Your writing is priceless and a work of art. It should be treated with the highest care and respect. However, there’s the belief that mistakes and blemishes ruin the enjoyment of writing.

When you write in wooden pencil on paper, the older pages smear and fade. And when you write on the left page of a notebook or journal, the graphite transfers to the previous left page. It makes your paper look dirty and unsophisticated.

It’s understandable. After all, would you write in charcoal, chalk, or ink pads? Of course not. So you write in pen like a respectable adult, not a kid trying to learn their ABCs. But I don’t like the pressure of no-mistakes writing and bleed through from a pen. Nothing loses my interest more.

If the pencil transfers bother me that much I can erase them or use archival spray. Not so much with pen. But why do I like graphite smears and transfers from a wooden pencil more than pen?

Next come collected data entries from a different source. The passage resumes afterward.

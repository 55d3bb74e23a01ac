//! proxyrank - proxy server list reconciliation and latency ranking
//!
//! Keeps subscribed groups of proxy servers up to date, removes duplicate
//! configurations, probes every server concurrently and ranks them by
//! measured latency, optionally selecting the fastest one.
//!
//! # Architecture
//!
//! The library is organized into several modules:
//!
//! - [`config`] - Configuration management and settings
//! - [`models`] - Core data structures and types
//! - [`storage`] - Server repository (SQLite, in-memory)
//! - [`subscription`] - Subscription download and share-link parsing
//! - [`probe`] - Latency probes and probe engine setup
//! - [`pipeline`] - Dedup, concurrent probing, ranking and the run controller
//! - [`utils`] - Common utilities and helpers
//!
//! # Example
//!
//! ```no_run
//! use std::sync::Arc;
//!
//! use proxyrank::config::Config;
//! use proxyrank::pipeline::RunController;
//! use proxyrank::probe::TcpProbe;
//! use proxyrank::storage::SqliteServerRepository;
//! use proxyrank::subscription::HttpSubscriptionFetcher;
//!
//! #[tokio::main]
//! async fn main() -> anyhow::Result<()> {
//!     let config = Config::from_env()?;
//!     let repo = Arc::new(SqliteServerRepository::new(&config.storage.sqlite_path)?);
//!     let fetcher = Arc::new(HttpSubscriptionFetcher::from_config(&config)?);
//!     let probe = Arc::new(TcpProbe::new(config.probe_timeout()));
//!
//!     let controller = RunController::new(repo, fetcher, probe, &config.prober);
//!     controller.run_for_all_enabled_groups().await?;
//!     Ok(())
//! }
//! ```

pub mod config;
pub mod error;
pub mod models;
pub mod pipeline;
pub mod probe;
pub mod storage;
pub mod subscription;
pub mod utils;

/// Re-export commonly used types
pub mod prelude {
    pub use crate::config::Config;
    pub use crate::error::{Error, ErrorCategory, ProxyrankErrorTrait, Result};
    pub use crate::models::{
        AffiliationInfo, Group, Outbound, RunPhase, SelectedServer, ServerConfig, ServerEntry,
    };
    pub use crate::pipeline::{RunController, RunOutcome, RunReport, Snapshot};
    pub use crate::probe::{Probe, TcpProbe};
    pub use crate::storage::{MemoryServerRepository, ServerRepository, SqliteServerRepository};
    pub use crate::subscription::{HttpSubscriptionFetcher, SubscriptionFetcher};
}

// Direct re-exports for convenience
pub use models::{AffiliationInfo, Group, RunPhase, SelectedServer, ServerConfig};
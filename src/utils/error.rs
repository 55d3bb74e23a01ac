//! Error types for proxyrank collaborators
//!
//! This module defines the domain errors raised by the subscription fetcher,
//! the probe engine and the server repository.

use thiserror::Error;

/// Errors that can occur while refreshing a subscription
#[derive(Error, Debug)]
pub enum FetchError {
    /// HTTP request error
    #[error("HTTP request failed: {0}")]
    Http(#[from] reqwest::Error),

    /// Server answered with a non-success status code
    #[error("Subscription server returned status {0}")]
    Status(u16),

    /// Group has no remote URL
    #[error("Group has no subscription URL")]
    EmptyUrl,

    /// Payload could not be decoded
    #[error("Decoding error: {0}")]
    Decode(String),

    /// Payload decoded but contained no usable server
    #[error("Subscription contained no servers")]
    NoServers,

    /// Maximum retry attempts exceeded
    #[error("Maximum retry attempts exceeded: {0}")]
    MaxRetriesExceeded(String),
}

impl FetchError {
    /// Whether retrying the same request might succeed
    pub fn is_recoverable(&self) -> bool {
        match self {
            Self::Http(_) | Self::MaxRetriesExceeded(_) => true,
            Self::Status(code) => *code >= 500 || *code == 429,
            Self::EmptyUrl | Self::Decode(_) | Self::NoServers => false,
        }
    }
}

/// Errors produced by a single latency probe
#[derive(Error, Debug, Clone, PartialEq, Eq)]
pub enum ProbeError {
    /// Probe did not finish in time
    #[error("Probe timed out")]
    Timeout,

    /// Server refused or dropped the connection
    #[error("Server unreachable: {0}")]
    Unreachable(String),

    /// Server parameters do not name a reachable endpoint
    #[error("Unsupported server parameters: {0}")]
    Unsupported(String),

    /// Probe engine could not be initialized
    #[error("Probe environment unavailable: {0}")]
    Environment(String),
}

/// Errors raised by server repositories
#[derive(Error, Debug)]
pub enum StorageError {
    /// SQLite failure
    #[error("Database error: {0}")]
    Database(#[from] rusqlite::Error),

    /// Stored payload could not be (de)serialized
    #[error("Serialization error: {0}")]
    Serialization(#[from] serde_json::Error),

    /// Group id is not known to the repository
    #[error("Group not found: {0}")]
    GroupNotFound(String),

    /// Server id is not known to the repository
    #[error("Server not found: {0}")]
    ServerNotFound(String),

    /// A lock guarding repository state was poisoned
    #[error("Repository lock poisoned")]
    Poisoned,
}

Not only do I love the scratches of pencil to paper, I love the way it leaves a mark when you smear the graphite with your hands. And how it transfers to the other side of the page. It’s like a shadow. It’s there but doesn’t intrude on you as much as the loops and dots from pen. You might as well be writing in your own blood.

You may think the graphite makes the paper dirty and unsophisticated, but I see a beautiful legacy. It reminds you of your pencil’s lifespan. How it starts off new and whittles down until its usefulness ends. You come back to your notebooks and can see all that hard work with the help of your pencil’s essence. Just one of the more beautiful things in this life.